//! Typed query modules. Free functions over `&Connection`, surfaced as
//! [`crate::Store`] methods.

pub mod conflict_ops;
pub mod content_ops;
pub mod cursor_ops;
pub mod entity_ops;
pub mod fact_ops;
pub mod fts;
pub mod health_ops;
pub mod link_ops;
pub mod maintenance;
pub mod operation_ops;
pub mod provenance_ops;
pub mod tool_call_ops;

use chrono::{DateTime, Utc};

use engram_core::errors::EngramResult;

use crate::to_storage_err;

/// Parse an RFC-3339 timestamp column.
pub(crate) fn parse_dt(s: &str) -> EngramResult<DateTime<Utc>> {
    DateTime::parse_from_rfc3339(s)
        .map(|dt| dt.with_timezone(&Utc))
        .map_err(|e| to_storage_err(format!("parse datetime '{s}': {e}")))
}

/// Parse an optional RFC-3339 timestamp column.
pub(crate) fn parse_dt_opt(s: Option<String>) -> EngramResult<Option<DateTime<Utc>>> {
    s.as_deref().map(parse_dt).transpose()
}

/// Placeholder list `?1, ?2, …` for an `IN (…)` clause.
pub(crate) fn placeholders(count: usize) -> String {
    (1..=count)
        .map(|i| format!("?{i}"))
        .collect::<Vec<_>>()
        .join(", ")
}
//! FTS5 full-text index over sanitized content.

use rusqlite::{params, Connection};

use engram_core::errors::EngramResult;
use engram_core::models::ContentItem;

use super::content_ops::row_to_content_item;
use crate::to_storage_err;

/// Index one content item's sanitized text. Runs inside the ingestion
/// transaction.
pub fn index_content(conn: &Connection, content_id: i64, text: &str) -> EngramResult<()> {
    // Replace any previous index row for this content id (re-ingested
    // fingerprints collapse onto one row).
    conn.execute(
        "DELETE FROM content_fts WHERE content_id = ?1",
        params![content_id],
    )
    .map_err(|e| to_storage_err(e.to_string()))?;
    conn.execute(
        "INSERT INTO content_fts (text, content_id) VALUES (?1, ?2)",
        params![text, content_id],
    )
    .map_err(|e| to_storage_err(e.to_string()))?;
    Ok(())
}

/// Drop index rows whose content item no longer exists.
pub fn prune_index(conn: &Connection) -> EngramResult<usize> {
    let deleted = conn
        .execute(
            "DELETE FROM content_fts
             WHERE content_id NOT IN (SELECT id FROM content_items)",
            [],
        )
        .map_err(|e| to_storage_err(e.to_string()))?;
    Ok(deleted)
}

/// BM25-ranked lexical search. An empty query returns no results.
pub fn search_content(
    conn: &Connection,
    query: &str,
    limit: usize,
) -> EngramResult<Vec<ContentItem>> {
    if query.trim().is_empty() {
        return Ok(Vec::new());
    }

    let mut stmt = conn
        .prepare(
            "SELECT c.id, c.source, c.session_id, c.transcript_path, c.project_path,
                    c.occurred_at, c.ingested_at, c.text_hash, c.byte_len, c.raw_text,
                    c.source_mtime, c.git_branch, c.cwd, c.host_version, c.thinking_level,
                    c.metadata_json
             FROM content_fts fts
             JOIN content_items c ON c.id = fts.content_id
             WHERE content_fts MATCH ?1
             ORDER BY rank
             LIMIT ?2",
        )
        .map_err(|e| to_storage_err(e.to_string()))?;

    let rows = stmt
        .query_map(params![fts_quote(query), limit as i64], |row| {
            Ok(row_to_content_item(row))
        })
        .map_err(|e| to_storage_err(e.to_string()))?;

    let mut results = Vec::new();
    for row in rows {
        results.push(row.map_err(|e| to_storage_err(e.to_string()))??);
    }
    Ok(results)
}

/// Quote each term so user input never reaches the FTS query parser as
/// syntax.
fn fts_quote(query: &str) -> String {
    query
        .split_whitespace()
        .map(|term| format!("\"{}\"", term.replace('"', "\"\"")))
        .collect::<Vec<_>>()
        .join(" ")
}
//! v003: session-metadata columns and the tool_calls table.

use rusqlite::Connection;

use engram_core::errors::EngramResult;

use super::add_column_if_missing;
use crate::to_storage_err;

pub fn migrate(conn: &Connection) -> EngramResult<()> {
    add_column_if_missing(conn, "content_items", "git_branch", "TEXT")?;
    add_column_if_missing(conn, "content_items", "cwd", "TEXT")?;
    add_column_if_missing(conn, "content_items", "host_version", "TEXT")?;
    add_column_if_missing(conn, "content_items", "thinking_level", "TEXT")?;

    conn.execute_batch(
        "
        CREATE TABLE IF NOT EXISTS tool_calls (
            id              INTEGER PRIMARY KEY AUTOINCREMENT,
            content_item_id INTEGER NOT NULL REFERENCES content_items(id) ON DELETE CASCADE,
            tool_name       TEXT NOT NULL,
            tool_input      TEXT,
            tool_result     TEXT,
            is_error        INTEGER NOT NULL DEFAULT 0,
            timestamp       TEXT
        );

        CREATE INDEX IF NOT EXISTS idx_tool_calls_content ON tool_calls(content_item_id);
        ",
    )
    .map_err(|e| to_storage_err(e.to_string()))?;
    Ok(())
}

..........

**WORK TO BE COMPLETED**
The entries are to be repeated exactly, with nothing altered.

**TASK RESPONSE**
//! Typed query modules. Free functions over `&Connection`, surfaced as
//! [`crate::Store`] methods.

pub mod conflict_ops;
pub mod content_ops;
pub mod cursor_ops;
pub mod entity_ops;
pub mod fact_ops;
pub mod fts;
pub mod health_ops;
pub mod link_ops;
pub mod maintenance;
pub mod operation_ops;
pub mod provenance_ops;
pub mod tool_call_ops;

use chrono::{DateTime, Utc};

use engram_core::errors::EngramResult;

use crate::to_storage_err;

/// Parse an RFC-3339 timestamp column.
pub(crate) fn parse_dt(s: &str) -> EngramResult<DateTime<Utc>> {
    DateTime::parse_from_rfc3339(s)
        .map(|dt| dt.with_timezone(&Utc))
        .map_err(|e| to_storage_err(format!("parse datetime '{s}': {e}")))
}

/// Parse an optional RFC-3339 timestamp column.
pub(crate) fn parse_dt_opt(s: Option<String>) -> EngramResult<Option<DateTime<Utc>>> {
    s.as_deref().map(parse_dt).transpose()
}

/// Placeholder list `?1, ?2, …` for an `IN (…)` clause.
pub(crate) fn placeholders(count: usize) -> String {
    (1..=count)
        .map(|i| format!("?{i}"))
        .collect::<Vec<_>>()
        .join(", ")
}
//! FTS5 full-text index over sanitized content.

use rusqlite::{params, Connection};

use engram_core::errors::EngramResult;
use engram_core::models::ContentItem;

use super::content_ops::row_to_content_item;
use crate::to_storage_err;

/// Index one content item's sanitized text. Runs inside the ingestion
/// transaction.
pub fn index_content(conn: &Connection, content_id: i64, text: &str) -> EngramResult<()> {
    // Replace any previous index row for this content id (re-ingested
    // fingerprints collapse onto one row).
    conn.execute(
        "DELETE FROM content_fts WHERE content_id = ?1",
        params![content_id],
    )
    .map_err(|e| to_storage_err(e.to_string()))?;
    conn.execute(
        "INSERT INTO content_fts (text, content_id) VALUES (?1, ?2)",
        params![text, content_id],
    )
    .map_err(|e| to_storage_err(e.to_string()))?;
    Ok(())
}

/// Drop index rows whose content item no longer exists.
pub fn prune_index(conn: &Connection) -> EngramResult<usize> {
    let deleted = conn
        .execute(
            "DELETE FROM content_fts
             WHERE content_id NOT IN (SELECT id FROM content_items)",
            [],
        )
        .map_err(|e| to_storage_err(e.to_string()))?;
    Ok(deleted)
}

/// BM25-ranked lexical search. An empty query returns no results.
pub fn search_content(
    conn: &Connection,
    query: &str,
    limit: usize,
) -> EngramResult<Vec<ContentItem>> {
    if query.trim().is_empty() {
        return Ok(Vec::new());
    }

    let mut stmt = conn
        .prepare(
            "SELECT c.id, c.source, c.session_id, c.transcript_path, c.project_path,
                    c.occurred_at, c.ingested_at, c.text_hash, c.byte_len, c.raw_text,
                    c.source_mtime, c.git_branch, c.cwd, c.host_version, c.thinking_level,
                    c.metadata_json
             FROM content_fts fts
             JOIN content_items c ON c.id = fts.content_id
             WHERE content_fts MATCH ?1
             ORDER BY rank
             LIMIT ?2",
        )
        .map_err(|e| to_storage_err(e.to_string()))?;

    let rows = stmt
        .query_map(params![fts_quote(query), limit as i64], |row| {
            Ok(row_to_content_item(row))
        })
        .map_err(|e| to_storage_err(e.to_string()))?;

    let mut results = Vec::new();
    for row in rows {
        results.push(row.map_err(|e| to_storage_err(e.to_string()))??);
    }
    Ok(results)
}

/// Quote each term so user input never reaches the FTS query parser as
/// syntax.
fn fts_quote(query: &str) -> String {
    query
        .split_whitespace()
        .map(|term| format!("\"{}\"", term.replace('"', "\"\"")))
        .collect::<Vec<_>>()
        .join(" ")
}
//! v003: session-metadata columns and the tool_calls table.

use rusqlite::Connection;

use engram_core::errors::EngramResult;

use super::add_column_if_missing;
use crate::to_storage_err;

pub fn migrate(conn: &Connection) -> EngramResult<()> {
    add_column_if_missing(conn, "content_items", "git_branch", "TEXT")?;
    add_column_if_missing(conn, "content_items", "cwd", "TEXT")?;
    add_column_if_missing(conn, "content_items", "host_version", "TEXT")?;
    add_column_if_missing(conn, "content_items", "thinking_level", "TEXT")?;

    conn.execute_batch(
        "
        CREATE TABLE IF NOT EXISTS tool_calls (
            id              INTEGER PRIMARY KEY AUTOINCREMENT,
            content_item_id INTEGER NOT NULL REFERENCES content_items(id) ON DELETE CASCADE,
            tool_name       TEXT NOT NULL,
            tool_input      TEXT,
            tool_result     TEXT,
            is_error        INTEGER NOT NULL DEFAULT 0,
            timestamp       TEXT
        );

        CREATE INDEX IF NOT EXISTS idx_tool_calls_content ON tool_calls(content_item_id);
        ",
    )
    .map_err(|e| to_storage_err(e.to_string()))?;
    Ok(())
}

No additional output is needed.